* Exercise aim
Set down all the entries again, word for word.

* Stored data
________
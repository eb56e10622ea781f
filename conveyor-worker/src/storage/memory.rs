// Copyright 2024 Golem Cloud
//
// Licensed under the Apache License, Version 2.0 (the "License");
// you may not use this file except in compliance with the License.
// You may obtain a copy of the License at
//
//     http://www.apache.org/licenses/LICENSE-2.0
//
// Unless required by applicable law or agreed to in writing, software
// distributed under the License is distributed on an "AS IS" BASIS,
// WITHOUT WARRANTIES OR CONDITIONS OF ANY KIND, either express or implied.
// See the License for the specific language governing permissions and
// limitations under the License.

use std::collections::{HashMap, HashSet};
use std::sync::Mutex;
use std::time::{Duration, Instant};

use async_trait::async_trait;

use crate::storage::{LockStorage, LockStorageError, ResourceLockKeys};

#[derive(Clone, Debug)]
struct StringEntry {
    value: String,
    expires_at: Option<Instant>,
}

#[derive(Debug, Default)]
struct State {
    strings: HashMap<String, StringEntry>,
    sets: HashMap<String, HashSet<String>>,
}

impl State {
    fn live_string(&mut self, key: &str) -> Option<&StringEntry> {
        let expired = match self.strings.get(key) {
            Some(entry) => matches!(entry.expires_at, Some(deadline) if deadline <= Instant::now()),
            None => return None,
        };
        if expired {
            self.strings.remove(key);
            None
        } else {
            self.strings.get(key)
        }
    }

    fn set_len(&self, key: &str) -> usize {
        self.sets.get(key).map(|members| members.len()).unwrap_or(0)
    }
}

/// All operations share one mutex, modelling the single-threaded
/// execution guarantee of the Redis server the production backend runs
/// its scripts under.
#[derive(Default)]
pub struct InMemoryLockStorage {
    state: Mutex<State>,
}

impl InMemoryLockStorage {
    pub fn new() -> Self {
        Self::default()
    }
}

#[async_trait]
impl LockStorage for InMemoryLockStorage {
    async fn set_if_absent(
        &self,
        key: &str,
        value: &str,
        ttl: Option<Duration>,
    ) -> Result<bool, LockStorageError> {
        let mut state = self.state.lock().unwrap();
        if state.live_string(key).is_some() {
            return Ok(false);
        }
        state.strings.insert(
            key.to_string(),
            StringEntry {
                value: value.to_string(),
                expires_at: ttl.map(|ttl| Instant::now() + ttl),
            },
        );
        Ok(true)
    }

    async fn get(&self, key: &str) -> Result<Option<String>, LockStorageError> {
        let mut state = self.state.lock().unwrap();
        Ok(state.live_string(key).map(|entry| entry.value.clone()))
    }

    async fn delete(&self, key: &str) -> Result<(), LockStorageError> {
        let mut state = self.state.lock().unwrap();
        state.strings.remove(key);
        state.sets.remove(key);
        Ok(())
    }

    async fn compare_and_delete(
        &self,
        key: &str,
        expected: &str,
    ) -> Result<bool, LockStorageError> {
        let mut state = self.state.lock().unwrap();
        let owned = matches!(state.live_string(key), Some(entry) if entry.value == expected);
        if owned {
            state.strings.remove(key);
        }
        Ok(owned)
    }

    async fn set_members(&self, key: &str) -> Result<Vec<String>, LockStorageError> {
        let state = self.state.lock().unwrap();
        let mut members: Vec<String> = state
            .sets
            .get(key)
            .map(|members| members.iter().cloned().collect())
            .unwrap_or_default();
        members.sort();
        Ok(members)
    }

    async fn set_size(&self, key: &str) -> Result<usize, LockStorageError> {
        let state = self.state.lock().unwrap();
        Ok(state.set_len(key))
    }

    async fn acquire_resource_locks(
        &self,
        owner: &str,
        exclusive: &[ResourceLockKeys],
        shared: &[ResourceLockKeys],
    ) -> Result<Vec<String>, LockStorageError> {
        let mut state = self.state.lock().unwrap();

        for keys in exclusive {
            if state.live_string(&keys.exclusive_key).is_some()
                || state.set_len(&keys.shared_key) > 0
            {
                return Ok(vec![keys.exclusive_key.clone()]);
            }
        }
        for keys in shared {
            if state.live_string(&keys.exclusive_key).is_some() {
                return Ok(vec![keys.exclusive_key.clone()]);
            }
        }

        for keys in exclusive {
            state.strings.insert(
                keys.exclusive_key.clone(),
                StringEntry {
                    value: owner.to_string(),
                    expires_at: None,
                },
            );
        }
        for keys in shared {
            state
                .sets
                .entry(keys.shared_key.clone())
                .or_default()
                .insert(owner.to_string());
        }

        Ok(vec![])
    }

    async fn release_resource_locks(
        &self,
        owner: &str,
        exclusive: &[ResourceLockKeys],
        shared: &[ResourceLockKeys],
    ) -> Result<(), LockStorageError> {
        let mut state = self.state.lock().unwrap();

        for keys in exclusive {
            if matches!(state.live_string(&keys.exclusive_key), Some(entry) if entry.value == owner)
            {
                state.strings.remove(&keys.exclusive_key);
            }
        }
        for keys in shared {
            if let Some(members) = state.sets.get_mut(&keys.shared_key) {
                members.remove(owner);
                if members.is_empty() {
                    state.sets.remove(&keys.shared_key);
                }
            }
        }

        Ok(())
    }

    async fn scan_keys(&self, pattern: &str) -> Result<Vec<String>, LockStorageError> {
        let mut state = self.state.lock().unwrap();

        let expired: Vec<String> = state
            .strings
            .iter()
            .filter(|(_, entry)| {
                matches!(entry.expires_at, Some(deadline) if deadline <= Instant::now())
            })
            .map(|(key, _)| key.clone())
            .collect();
        for key in expired {
            state.strings.remove(&key);
        }

        let mut keys: Vec<String> = state
            .strings
            .keys()
            .chain(state.sets.keys())
            .filter(|key| matches_pattern(pattern, key))
            .cloned()
            .collect();
        keys.sort();
        keys.dedup();
        Ok(keys)
    }
}

fn matches_pattern(pattern: &str, key: &str) -> bool {
    match pattern.split_once('*') {
        Some((prefix, suffix)) => {
            key.len() >= prefix.len() + suffix.len()
                && key.starts_with(prefix)
                && key.ends_with(suffix)
        }
        None => pattern == key,
    }
}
________
* Reply to the exercise
repository eb56e10622ea781f
filename conveyor-worker/src/storage/memory.rs
// Copyright 2024 Golem Cloud
//
// Licensed under the Apache License, Version 2.0 (the "License");
// you may not use this file except in compliance with the License.
// You may obtain a copy of the License at
//
//     http://www.apache.org/licenses/LICENSE-2.0
//
// Unless required by applicable law or agreed to in writing, software
// distributed under the License is distributed on an "AS IS" BASIS,
// WITHOUT WARRANTIES OR CONDITIONS OF ANY KIND, either express or implied.
// See the License for the specific language governing permissions and
// limitations under the License.

use std::collections::{HashMap, HashSet};
use std::sync::Mutex;
use std::time::{Duration, Instant};

use async_trait::async_trait;

use crate::storage::{LockStorage, LockStorageError, ResourceLockKeys};

#[derive(Clone, Debug)]
struct StringEntry {
    value: String,
    expires_at: Option<Instant>,
}

#[derive(Debug, Default)]
struct State {
    strings: HashMap<String, StringEntry>,
    sets: HashMap<String, HashSet<String>>,
}

impl State {
    fn live_string(&mut self, key: &str) -> Option<&StringEntry> {
        let expired = match self.strings.get(key) {
            Some(entry) => matches!(entry.expires_at, Some(deadline) if deadline <= Instant::now()),
            None => return None,
        };
        if expired {
            self.strings.remove(key);
            None
        } else {
            self.strings.get(key)
        }
    }

    fn set_len(&self, key: &str) -> usize {
        self.sets.get(key).map(|members| members.len()).unwrap_or(0)
    }
}

/// All operations share one mutex, modelling the single-threaded
/// execution guarantee of the Redis server the production backend runs
/// its scripts under.
#[derive(Default)]
pub struct InMemoryLockStorage {
    state: Mutex<State>,
}

impl InMemoryLockStorage {
    pub fn new() -> Self {
        Self::default()
    }
}

#[async_trait]
impl LockStorage for InMemoryLockStorage {
    async fn set_if_absent(
        &self,
        key: &str,
        value: &str,
        ttl: Option<Duration>,
    ) -> Result<bool, LockStorageError> {
        let mut state = self.state.lock().unwrap();
        if state.live_string(key).is_some() {
            return Ok(false);
        }
        state.strings.insert(
            key.to_string(),
            StringEntry {
                value: value.to_string(),
                expires_at: ttl.map(|ttl| Instant::now() + ttl),
            },
        );
        Ok(true)
    }

    async fn get(&self, key: &str) -> Result<Option<String>, LockStorageError> {
        let mut state = self.state.lock().unwrap();
        Ok(state.live_string(key).map(|entry| entry.value.clone()))
    }

    async fn delete(&self, key: &str) -> Result<(), LockStorageError> {
        let mut state = self.state.lock().unwrap();
        state.strings.remove(key);
        state.sets.remove(key);
        Ok(())
    }

    async fn compare_and_delete(
        &self,
        key: &str,
        expected: &str,
    ) -> Result<bool, LockStorageError> {
        let mut state = self.state.lock().unwrap();
        let owned = matches!(state.live_string(key), Some(entry) if entry.value == expected);
        if owned {
            state.strings.remove(key);
        }
        Ok(owned)
    }

    async fn set_members(&self, key: &str) -> Result<Vec<String>, LockStorageError> {
        let state = self.state.lock().unwrap();
        let mut members: Vec<String> = state
            .sets
            .get(key)
            .map(|members| members.iter().cloned().collect())
            .unwrap_or_default();
        members.sort();
        Ok(members)
    }

    async fn set_size(&self, key: &str) -> Result<usize, LockStorageError> {
        let state = self.state.lock().unwrap();
        Ok(state.set_len(key))
    }

    async fn acquire_resource_locks(
        &self,
        owner: &str,
        exclusive: &[ResourceLockKeys],
        shared: &[ResourceLockKeys],
    ) -> Result<Vec<String>, LockStorageError> {
        let mut state = self.state.lock().unwrap();

        for keys in exclusive {
            if state.live_string(&keys.exclusive_key).is_some()
                || state.set_len(&keys.shared_key) > 0
            {
                return Ok(vec![keys.exclusive_key.clone()]);
            }
        }
        for keys in shared {
            if state.live_string(&keys.exclusive_key).is_some() {
                return Ok(vec![keys.exclusive_key.clone()]);
            }
        }

        for keys in exclusive {
            state.strings.insert(
                keys.exclusive_key.clone(),
                StringEntry {
                    value: owner.to_string(),
                    expires_at: None,
                },
            );
        }
        for keys in shared {
            state
                .sets
                .entry(keys.shared_key.clone())
                .or_default()
                .insert(owner.to_string());
        }

        Ok(vec![])
    }

    async fn release_resource_locks(
        &self,
        owner: &str,
        exclusive: &[ResourceLockKeys],
        shared: &[ResourceLockKeys],
    ) -> Result<(), LockStorageError> {
        let mut state = self.state.lock().unwrap();

        for keys in exclusive {
            if matches!(state.live_string(&keys.exclusive_key), Some(entry) if entry.value == owner)
            {
                state.strings.remove(&keys.exclusive_key);
            }
        }
        for keys in shared {
            if let Some(members) = state.sets.get_mut(&keys.shared_key) {
                members.remove(owner);
                if members.is_empty() {
                    state.sets.remove(&keys.shared_key);
                }
            }
        }

        Ok(())
    }

    async fn scan_keys(&self, pattern: &str) -> Result<Vec<String>, LockStorageError> {
        let mut state = self.state.lock().unwrap();

        let expired: Vec<String> = state
            .strings
            .iter()
            .filter(|(_, entry)| {
                matches!(entry.expires_at, Some(deadline) if deadline <= Instant::now())
            })
            .map(|(key, _)| key.clone())
            .collect();
        for key in expired {
            state.strings.remove(&key);
        }

        let mut keys: Vec<String> = state
            .strings
            .keys()
            .chain(state.sets.keys())
            .filter(|key| matches_pattern(pattern, key))
            .cloned()
            .collect();
        keys.sort();
        keys.dedup();
        Ok(keys)
    }
}

fn matches_pattern(pattern: &str, key: &str) -> bool {
    match pattern.split_once('*') {
        Some((prefix, suffix)) => {
            key.len() >= prefix.len() + suffix.len()
                && key.starts_with(prefix)
                && key.ends_with(suffix)
        }
        None => pattern == key,
    }
}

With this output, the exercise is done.